El Departamento de Justicia de Estados Unidos (DOJ, por sus siglas en inglés) presentó demandas contra seis estados al acusarlos de negarse a entregar listas completas de registro de votantes. Según la agencia federal, esta información es esencial para garantizar la transparencia y el cumplimiento de las leyes electorales, aunque los gobiernos estatales han mostrado resistencia, alegando que existen límites legales para compartir datos sensibles.
Los estados demandados y el trasfondo legal
Las demandas recientes se dirigieron contra California, Michigan, Minnesota, Nueva York, Nueva Hampshire y Pensilvania. Estos casos se suman a los ya abiertos contra Oregón y Maine, con lo cual suman ocho los estados que enfrentan acciones legales por el mismo motivo. El Departamento de Justicia sostiene que su objetivo es asegurar que todos los estados cumplan con los requisitos federales para mantener padrones electorales precisos, accesibles y seguros.

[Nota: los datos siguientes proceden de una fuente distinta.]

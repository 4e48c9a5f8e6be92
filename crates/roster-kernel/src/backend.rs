//! Collaborator interfaces: chat backend, solver and personnel directory.
//!
//! The kernel performs no I/O of its own. Every external call goes through
//! one of these traits, which keeps the orchestration loop testable with
//! in-process fakes.

use async_trait::async_trait;
use serde::{Deserialize, Serialize};

use crate::error::BackendError;
use crate::solve::{PersonnelRecord, SolveRequest, SolveResponse};

/// Author of a chat message.
#[derive(Debug, Clone, Copy, PartialEq, Eq, Serialize, Deserialize)]
#[serde(rename_all = "lowercase")]
pub enum Role {
    System,
    User,
    Assistant,
    Tool,
}

impl std::fmt::Display for Role {
    fn fmt(&self, f: &mut std::fmt::Formatter<'_>) -> std::fmt::Result {
        match self {
            Self::System => write!(f, "system"),
            Self::User => write!(f, "user"),
            Self::Assistant => write!(f, "assistant"),
            Self::Tool => write!(f, "tool"),
        }
    }
}

/// A tool invocation requested by the model.
#[derive(Debug, Clone, PartialEq, Serialize, Deserialize)]
pub struct ToolCall {
    /// Backend-assigned call id, when the backend provides one.
    #[serde(default, skip_serializing_if = "Option::is_none")]
    pub id: Option<String>,
    pub name: String,
    #[serde(default)]
    pub arguments: serde_json::Map<String, serde_json::Value>,
}

impl ToolCall {
    pub fn new(name: impl Into<String>) -> Self {
        Self {
            id: None,
            name: name.into(),
            arguments: serde_json::Map::new(),
        }
    }

    /// Add an argument (builder style).
    pub fn arg(mut self, key: &str, value: impl Into<serde_json::Value>) -> Self {
        self.arguments.insert(key.to_string(), value.into());
        self
    }
}

/// A single message in the conversation log.
#[derive(Debug, Clone, PartialEq, Serialize, Deserialize)]
pub struct ChatMessage {
    pub role: Role,
    pub content: String,
    /// Calls requested in an assistant message.
    #[serde(default, skip_serializing_if = "Vec::is_empty")]
    pub tool_calls: Vec<ToolCall>,
    /// For tool messages: the call this result answers.
    #[serde(default, skip_serializing_if = "Option::is_none")]
    pub tool_call_id: Option<String>,
}

impl ChatMessage {
    fn plain(role: Role, content: impl Into<String>) -> Self {
        Self {
            role,
            content: content.into(),
            tool_calls: Vec::new(),
            tool_call_id: None,
        }
    }

    pub fn system(content: impl Into<String>) -> Self {
        Self::plain(Role::System, content)
    }

    pub fn user(content: impl Into<String>) -> Self {
        Self::plain(Role::User, content)
    }

    pub fn assistant(content: impl Into<String>) -> Self {
        Self::plain(Role::Assistant, content)
    }

    pub fn assistant_with_calls(content: impl Into<String>, calls: Vec<ToolCall>) -> Self {
        Self {
            tool_calls: calls,
            ..Self::plain(Role::Assistant, content)
        }
    }

    pub fn tool(content: impl Into<String>, tool_call_id: Option<String>) -> Self {
        Self {
            tool_call_id,
            ..Self::plain(Role::Tool, content)
        }
    }
}

/// Request to the chat backend.
#[derive(Debug, Clone, PartialEq)]
pub struct ChatRequest {
    pub model: String,
    pub messages: Vec<ChatMessage>,
    /// Function-tool schema. `None` for plain completions.
    pub tools: Option<serde_json::Value>,
}

/// Reply from the chat backend: free text, tool calls, or both.
#[derive(Debug, Clone, Default, PartialEq)]
pub struct ChatReply {
    pub content: String,
    pub tool_calls: Vec<ToolCall>,
}

impl ChatReply {
    pub fn text(content: impl Into<String>) -> Self {
        Self {
            content: content.into(),
            tool_calls: Vec::new(),
        }
    }

    pub fn calls(tool_calls: Vec<ToolCall>) -> Self {
        Self {
            content: String::new(),
            tool_calls,
        }
    }
}

/// Language-model chat endpoint.
#[async_trait]
pub trait ChatBackend: Send + Sync {
    async fn chat(&self, request: &ChatRequest) -> Result<ChatReply, BackendError>;
}

/// External constraint solver.
#[async_trait]
pub trait Solver: Send + Sync {
    async fn solve(&self, request: &SolveRequest) -> Result<SolveResponse, BackendError>;
}

/// Personnel directory.
#[async_trait]
pub trait PersonnelDirectory: Send + Sync {
    async fn list_people(&self) -> Result<Vec<PersonnelRecord>, BackendError>;
}
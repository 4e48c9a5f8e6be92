//! Chat client for OpenAI-compatible chat completions APIs (Ollama, vLLM).
//!
//! Sends the message log and the tool schema to `/v1/chat/completions` and
//! parses text and tool calls out of the first choice.

use anyhow::{Context, Result};
use async_trait::async_trait;
use serde::{Deserialize, Serialize};
use serde_json::Value;
use tracing::debug;

use roster_kernel::{BackendError, ChatBackend, ChatMessage, ChatReply, ChatRequest, ToolCall};

/// HTTP chat client.
#[derive(Clone)]
pub struct ChatClient {
    client: reqwest::Client,
    base_url: String,
}

/// Wire form of a message.
#[derive(Debug, Serialize)]
struct WireMessage<'a> {
    role: String,
    content: &'a str,
    #[serde(skip_serializing_if = "Vec::is_empty")]
    tool_calls: Vec<WireToolCall>,
    #[serde(skip_serializing_if = "Option::is_none")]
    tool_call_id: Option<&'a str>,
}

#[derive(Debug, Serialize, Deserialize)]
struct WireToolCall {
    #[serde(default, skip_serializing_if = "Option::is_none")]
    id: Option<String>,
    #[serde(rename = "type", default = "function_type")]
    kind: String,
    function: WireFunction,
}

#[derive(Debug, Serialize, Deserialize)]
struct WireFunction {
    name: String,
    /// OpenAI sends a JSON-encoded string, Ollama a plain object.
    #[serde(default)]
    arguments: Value,
}

fn function_type() -> String {
    "function".to_string()
}

/// Request body for /v1/chat/completions.
#[derive(Serialize)]
struct CompletionRequest<'a> {
    model: &'a str,
    messages: Vec<WireMessage<'a>>,
    #[serde(skip_serializing_if = "Option::is_none")]
    tools: Option<&'a Value>,
    stream: bool,
}

/// Response from /v1/chat/completions.
#[derive(Deserialize)]
struct CompletionResponse {
    choices: Vec<CompletionChoice>,
}

#[derive(Deserialize)]
struct CompletionChoice {
    message: ReplyMessage,
}

#[derive(Deserialize)]
struct ReplyMessage {
    #[serde(default)]
    content: Option<String>,
    #[serde(default)]
    tool_calls: Vec<WireToolCall>,
}

impl<'a> From<&'a ChatMessage> for WireMessage<'a> {
    fn from(message: &'a ChatMessage) -> Self {
        Self {
            role: message.role.to_string(),
            content: &message.content,
            tool_calls: message
                .tool_calls
                .iter()
                .map(|call| WireToolCall {
                    id: call.id.clone(),
                    kind: function_type(),
                    function: WireFunction {
                        name: call.name.clone(),
                        arguments: Value::String(Value::Object(call.arguments.clone()).to_string()),
                    },
                })
                .collect(),
            tool_call_id: message.tool_call_id.as_deref(),
        }
    }
}

impl WireToolCall {
    fn into_call(self) -> Result<ToolCall> {
        let arguments = match self.function.arguments {
            Value::Object(map) => map,
            Value::String(s) if s.trim().is_empty() => serde_json::Map::new(),
            Value::String(s) => serde_json::from_str(&s)
                .with_context(|| format!("Invalid arguments for {}: {}", self.function.name, s))?,
            Value::Null => serde_json::Map::new(),
            other => anyhow::bail!("Unexpected arguments for {}: {}", self.function.name, other),
        };
        Ok(ToolCall {
            id: self.id,
            name: self.function.name,
            arguments,
        })
    }
}

impl ChatClient {
    /// Create a new chat client.
    ///
    /// # Arguments
    /// * `base_url` - Server root (e.g., "http://localhost:11434")
    pub fn new(base_url: &str) -> Self {
        Self {
            client: reqwest::Client::new(),
            base_url: base_url.trim_end_matches('/').to_string(),
        }
    }

    pub fn base_url(&self) -> &str {
        &self.base_url
    }

    async fn complete(&self, request: &ChatRequest) -> Result<ChatReply> {
        let body = CompletionRequest {
            model: &request.model,
            messages: request.messages.iter().map(WireMessage::from).collect(),
            tools: request.tools.as_ref(),
            stream: false,
        };

        let url = format!("{}/v1/chat/completions", self.base_url);
        let response = self
            .client
            .post(&url)
            .json(&body)
            .send()
            .await
            .context("Failed to send request to chat server")?;

        if !response.status().is_success() {
            let status = response.status();
            let body = response.text().await.unwrap_or_default();
            anyhow::bail!("Chat request failed with status {}: {}", status, body);
        }

        let completion: CompletionResponse = response
            .json()
            .await
            .context("Failed to parse chat response")?;

        parse_reply(completion)
    }

    /// Check if the chat server answers.
    pub async fn health_check(&self) -> Result<bool> {
        let url = format!("{}/v1/models", self.base_url);
        match self.client.get(&url).send().await {
            Ok(response) => Ok(response.status().is_success()),
            Err(_) => Ok(false),
        }
    }
}

fn parse_reply(completion: CompletionResponse) -> Result<ChatReply> {
    let message = completion
        .choices
        .into_iter()
        .next()
        .map(|c| c.message)
        .context("No choices in chat response")?;

    let tool_calls = message
        .tool_calls
        .into_iter()
        .map(WireToolCall::into_call)
        .collect::<Result<Vec<_>>>()?;

    debug!(calls = tool_calls.len(), "Parsed chat reply");

    Ok(ChatReply {
        content: message.content.unwrap_or_default(),
        tool_calls,
    })
}

#[async_trait]
impl ChatBackend for ChatClient {
    async fn chat(&self, request: &ChatRequest) -> Result<ChatReply, BackendError> {
        self.complete(request)
            .await
            .map_err(|e| BackendError::new(format!("{e:#}")))
    }
}

#[cfg(test)]
mod tests {
    use super::*;

    fn parse(json: Value) -> Result<ChatReply> {
        parse_reply(serde_json::from_value(json).unwrap())
    }

    #[test]
    fn test_client_creation() {
        let client = ChatClient::new("http://localhost:11434/");
        assert_eq!(client.base_url(), "http://localhost:11434");
    }

    #[test]
    fn test_parse_string_arguments() {
        let reply = parse(serde_json::json!({
            "choices": [{"message": {
                "content": null,
                "tool_calls": [{
                    "id": "call_1",
                    "type": "function",
                    "function": {"name": "setBalanceSoftWeight", "arguments": "{\"soft\": 1}"}
                }]
            }}]
        }))
        .unwrap();

        assert_eq!(reply.content, "");
        assert_eq!(reply.tool_calls[0].id.as_deref(), Some("call_1"));
        assert_eq!(reply.tool_calls[0].arguments["soft"], 1);
    }

    #[test]
    fn test_parse_object_arguments() {
        let reply = parse(serde_json::json!({
            "choices": [{"message": {
                "content": "",
                "tool_calls": [
                    {"function": {"name": "setNoOverlapHardWeight", "arguments": {"hard": 1}}},
                    {"function": {"name": "solveScheduler", "arguments": ""}}
                ]
            }}]
        }))
        .unwrap();

        assert_eq!(reply.tool_calls.len(), 2);
        assert_eq!(reply.tool_calls[0].arguments["hard"], 1);
        assert!(reply.tool_calls[1].arguments.is_empty());
    }

    #[test]
    fn test_parse_text_reply() {
        let reply = parse(serde_json::json!({
            "choices": [{"message": {"role": "assistant", "content": "Hello"}}]
        }))
        .unwrap();
        assert_eq!(reply.content, "Hello");
        assert!(reply.tool_calls.is_empty());
    }

    #[test]
    fn test_empty_choices_is_error() {
        assert!(parse(serde_json::json!({"choices": []})).is_err());
    }

    #[test]
    fn test_wire_message_encodes_calls() {
        let message = ChatMessage::assistant_with_calls(
            "",
            vec![ToolCall::new("setBalanceSoftWeight").arg("soft", 1)],
        );
        let json = serde_json::to_value(WireMessage::from(&message)).unwrap();
        assert_eq!(json["role"], "assistant");
        assert_eq!(json["tool_calls"][0]["type"], "function");
        assert_eq!(
            json["tool_calls"][0]["function"]["arguments"],
            "{\"soft\":1}"
        );
    }
}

Pamela Bondi, secretaria de Justicia, defendió la decisión al declarar que “los padrones electorales actualizados son la base de elecciones libres y justas. Cada estado tiene la responsabilidad de asegurar registros precisos y seguros; los estados que no cumplan verán a este Departamento en los tribunales”.
Qué información reclama el Departamento de Justicia
De acuerdo con la demanda, los estados están violando la ley federal al negarse a entregar datos completos de los votantes registrados. El DOJ exige información detallada que incluya nombre completo, fecha de nacimiento, dirección, número de licencia de conducir estatal y los últimos cuatro dígitos del número de Seguro Social.
Además, acusa a los gobiernos estatales de no responder adecuadamente sobre los procedimientos que utilizan para mantener sus listas actualizadas. Según la agencia, esta falta de cooperación impide determinar si cumplen con las obligaciones establecidas por la ley federal en materia electoral.
Argumentos de los estados en contra de la medida
Sin embargo, varios estados han rechazado la solicitud. Por ejemplo, Michigan y otros gobiernos han argumentado que entregar información tan detallada violaría leyes estatales y disposiciones de privacidad a nivel federal. Algunos estados han optado por compartir únicamente versiones públicas y redactadas de sus listas de votantes, lo que el DOJ considera insuficiente para fines de fiscalización.
En este contexto, funcionarios estatales sostienen que el Departamento de Justicia está sobrepasando su autoridad, ya que la Constitución otorga a los estados y al Congreso la facultad de administrar las elecciones. Por lo tanto, el intento de la agencia federal de acceder a información confidencial genera un fuerte debate sobre los límites de sus competencias.
Temores sobre el uso de los datos
El requerimiento de información también ha levantado preocupaciones entre autoridades locales. Funcionarios electorales advierten que los datos solicitados, al ser altamente sensibles, podrían ser utilizados con fines distintos a la supervisión electoral. En particular, temen que la información pueda servir para identificar a votantes no ciudadanos o para impulsar medidas restrictivas en el ejercicio del derecho al voto.
Pese a todo, el Departamento de Justicia ha reiterado que su intención no es vulnerar derechos, sino garantizar que las elecciones sean transparentes y que los registros estén libres de irregularidades. El hecho de que la mayoría de los estados demandados sean gobernados por demócratas, salvo Nueva Hampshire, con gobernador republicano, también añade un matiz político al debate.
Un esfuerzo de alcance nacional
De acuerdo con un recuento reciente, el DOJ ha solicitado información sobre listas de registro de votantes a al menos 26 estados en los últimos meses. En muchos casos, las autoridades estatales han recibido cuestionarios adicionales sobre cómo mantienen sus padrones electorales y qué mecanismos utilizan para detectar inconsistencias o depurar registros obsoletos.
En consecuencia, las demandas interpuestas esta semana reflejan un esfuerzo de alcance nacional que podría redefinir la relación entre el gobierno federal y los estados en la gestión de las elecciones. A medida que avanza este proceso judicial, el tema se perfila como un nuevo eje de tensión en la política estadounidense, especialmente con la cercanía de las elecciones intermedias.